▸ **Task description**
Transcribe the records below exactly as written, from the opening line through the line that contains "const COPY = 1 << 4;".

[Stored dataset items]
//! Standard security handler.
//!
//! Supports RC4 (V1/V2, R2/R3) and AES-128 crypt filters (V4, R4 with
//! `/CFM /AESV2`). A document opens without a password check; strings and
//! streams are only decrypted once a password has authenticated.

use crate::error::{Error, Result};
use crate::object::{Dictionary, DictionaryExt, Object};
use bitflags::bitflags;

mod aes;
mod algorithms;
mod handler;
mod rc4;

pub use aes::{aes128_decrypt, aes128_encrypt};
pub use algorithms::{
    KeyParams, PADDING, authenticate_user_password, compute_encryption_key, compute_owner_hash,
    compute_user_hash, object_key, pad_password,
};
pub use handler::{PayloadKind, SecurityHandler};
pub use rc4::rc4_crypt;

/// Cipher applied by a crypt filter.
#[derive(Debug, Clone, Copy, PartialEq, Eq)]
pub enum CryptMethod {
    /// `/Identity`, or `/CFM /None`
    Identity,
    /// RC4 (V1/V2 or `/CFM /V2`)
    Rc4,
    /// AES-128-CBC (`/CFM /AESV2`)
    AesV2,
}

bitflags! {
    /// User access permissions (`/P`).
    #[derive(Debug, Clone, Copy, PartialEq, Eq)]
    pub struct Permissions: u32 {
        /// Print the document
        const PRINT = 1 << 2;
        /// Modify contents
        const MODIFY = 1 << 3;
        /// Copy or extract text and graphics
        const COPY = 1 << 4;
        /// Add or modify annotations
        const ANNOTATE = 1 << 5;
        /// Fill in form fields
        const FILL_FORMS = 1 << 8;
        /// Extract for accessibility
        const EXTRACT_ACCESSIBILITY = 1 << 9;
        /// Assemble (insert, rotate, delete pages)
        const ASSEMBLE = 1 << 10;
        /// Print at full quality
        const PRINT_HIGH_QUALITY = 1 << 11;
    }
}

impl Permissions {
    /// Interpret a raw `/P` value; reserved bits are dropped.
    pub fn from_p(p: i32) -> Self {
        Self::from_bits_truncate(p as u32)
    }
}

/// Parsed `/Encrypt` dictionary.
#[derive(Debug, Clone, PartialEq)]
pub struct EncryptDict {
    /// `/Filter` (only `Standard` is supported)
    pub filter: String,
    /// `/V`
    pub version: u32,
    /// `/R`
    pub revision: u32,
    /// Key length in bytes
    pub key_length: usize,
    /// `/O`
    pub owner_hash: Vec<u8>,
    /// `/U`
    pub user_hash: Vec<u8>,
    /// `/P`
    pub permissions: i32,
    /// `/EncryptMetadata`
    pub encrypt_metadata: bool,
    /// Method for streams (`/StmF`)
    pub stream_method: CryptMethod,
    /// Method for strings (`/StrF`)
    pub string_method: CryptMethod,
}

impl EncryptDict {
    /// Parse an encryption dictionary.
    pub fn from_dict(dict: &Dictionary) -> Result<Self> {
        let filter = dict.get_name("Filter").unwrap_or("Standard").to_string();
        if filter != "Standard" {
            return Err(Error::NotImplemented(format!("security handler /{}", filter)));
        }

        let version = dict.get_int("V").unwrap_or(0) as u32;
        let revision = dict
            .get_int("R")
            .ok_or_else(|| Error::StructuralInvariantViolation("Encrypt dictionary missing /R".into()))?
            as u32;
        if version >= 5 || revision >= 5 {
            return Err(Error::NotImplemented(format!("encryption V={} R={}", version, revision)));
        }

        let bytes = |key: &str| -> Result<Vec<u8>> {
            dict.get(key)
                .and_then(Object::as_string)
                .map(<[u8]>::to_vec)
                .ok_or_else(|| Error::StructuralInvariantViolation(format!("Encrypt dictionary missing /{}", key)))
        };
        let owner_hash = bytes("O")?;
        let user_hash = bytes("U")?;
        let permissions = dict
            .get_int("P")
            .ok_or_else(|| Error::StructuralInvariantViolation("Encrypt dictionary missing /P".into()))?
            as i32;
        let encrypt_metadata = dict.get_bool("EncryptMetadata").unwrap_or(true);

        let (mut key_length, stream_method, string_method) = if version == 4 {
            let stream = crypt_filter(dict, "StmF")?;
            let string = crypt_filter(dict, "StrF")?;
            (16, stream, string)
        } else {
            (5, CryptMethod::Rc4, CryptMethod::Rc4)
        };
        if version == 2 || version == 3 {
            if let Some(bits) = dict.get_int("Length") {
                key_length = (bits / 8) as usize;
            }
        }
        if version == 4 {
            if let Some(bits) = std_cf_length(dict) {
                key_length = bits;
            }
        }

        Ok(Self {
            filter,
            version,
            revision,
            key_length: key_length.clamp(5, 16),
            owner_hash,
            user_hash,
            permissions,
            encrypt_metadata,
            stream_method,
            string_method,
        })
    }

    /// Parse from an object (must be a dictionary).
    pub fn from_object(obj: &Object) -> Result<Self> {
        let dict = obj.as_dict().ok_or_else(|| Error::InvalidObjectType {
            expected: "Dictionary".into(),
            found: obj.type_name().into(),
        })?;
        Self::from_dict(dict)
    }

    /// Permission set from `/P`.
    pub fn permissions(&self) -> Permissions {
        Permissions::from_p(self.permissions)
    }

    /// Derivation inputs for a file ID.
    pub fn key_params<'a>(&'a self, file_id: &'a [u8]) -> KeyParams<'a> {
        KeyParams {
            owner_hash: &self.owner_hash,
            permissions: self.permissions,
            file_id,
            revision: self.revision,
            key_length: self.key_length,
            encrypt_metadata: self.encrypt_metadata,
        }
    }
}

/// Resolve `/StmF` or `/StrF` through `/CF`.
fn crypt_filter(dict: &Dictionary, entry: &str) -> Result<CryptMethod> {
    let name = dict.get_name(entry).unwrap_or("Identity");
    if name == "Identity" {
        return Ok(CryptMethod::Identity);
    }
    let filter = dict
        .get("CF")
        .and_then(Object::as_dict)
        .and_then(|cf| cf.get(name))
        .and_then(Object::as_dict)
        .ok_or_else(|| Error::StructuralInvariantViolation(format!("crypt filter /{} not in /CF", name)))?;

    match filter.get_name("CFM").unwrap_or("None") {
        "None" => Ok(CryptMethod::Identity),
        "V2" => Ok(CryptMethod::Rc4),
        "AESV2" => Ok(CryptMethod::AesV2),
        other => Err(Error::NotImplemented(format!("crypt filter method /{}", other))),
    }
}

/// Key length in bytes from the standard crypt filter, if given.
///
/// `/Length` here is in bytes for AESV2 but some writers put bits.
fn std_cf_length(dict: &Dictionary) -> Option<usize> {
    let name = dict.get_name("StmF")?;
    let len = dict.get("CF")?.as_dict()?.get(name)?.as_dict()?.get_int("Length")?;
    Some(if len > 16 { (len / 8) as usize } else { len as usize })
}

▸ **Your response**
//! Standard security handler.
//!
//! Supports RC4 (V1/V2, R2/R3) and AES-128 crypt filters (V4, R4 with
//! `/CFM /AESV2`). A document opens without a password check; strings and
//! streams are only decrypted once a password has authenticated.

use crate::error::{Error, Result};
use crate::object::{Dictionary, DictionaryExt, Object};
use bitflags::bitflags;

mod aes;
mod algorithms;
mod handler;
mod rc4;

pub use aes::{aes128_decrypt, aes128_encrypt};
pub use algorithms::{
    KeyParams, PADDING, authenticate_user_password, compute_encryption_key, compute_owner_hash,
    compute_user_hash, object_key, pad_password,
};
pub use handler::{PayloadKind, SecurityHandler};
pub use rc4::rc4_crypt;

/// Cipher applied by a crypt filter.
#[derive(Debug, Clone, Copy, PartialEq, Eq)]
pub enum CryptMethod {
    /// `/Identity`, or `/CFM /None`
    Identity,
    /// RC4 (V1/V2 or `/CFM /V2`)
    Rc4,
    /// AES-128-CBC (`/CFM /AESV2`)
    AesV2,
}

bitflags! {
    /// User access permissions (`/P`).
    #[derive(Debug, Clone, Copy, PartialEq, Eq)]
    pub struct Permissions: u32 {
        /// Print the document
        const PRINT = 1 << 2;
        /// Modify contents
        const MODIFY = 1 << 3;
        /// Copy or extract text and graphics
        const COPY = 1 << 4;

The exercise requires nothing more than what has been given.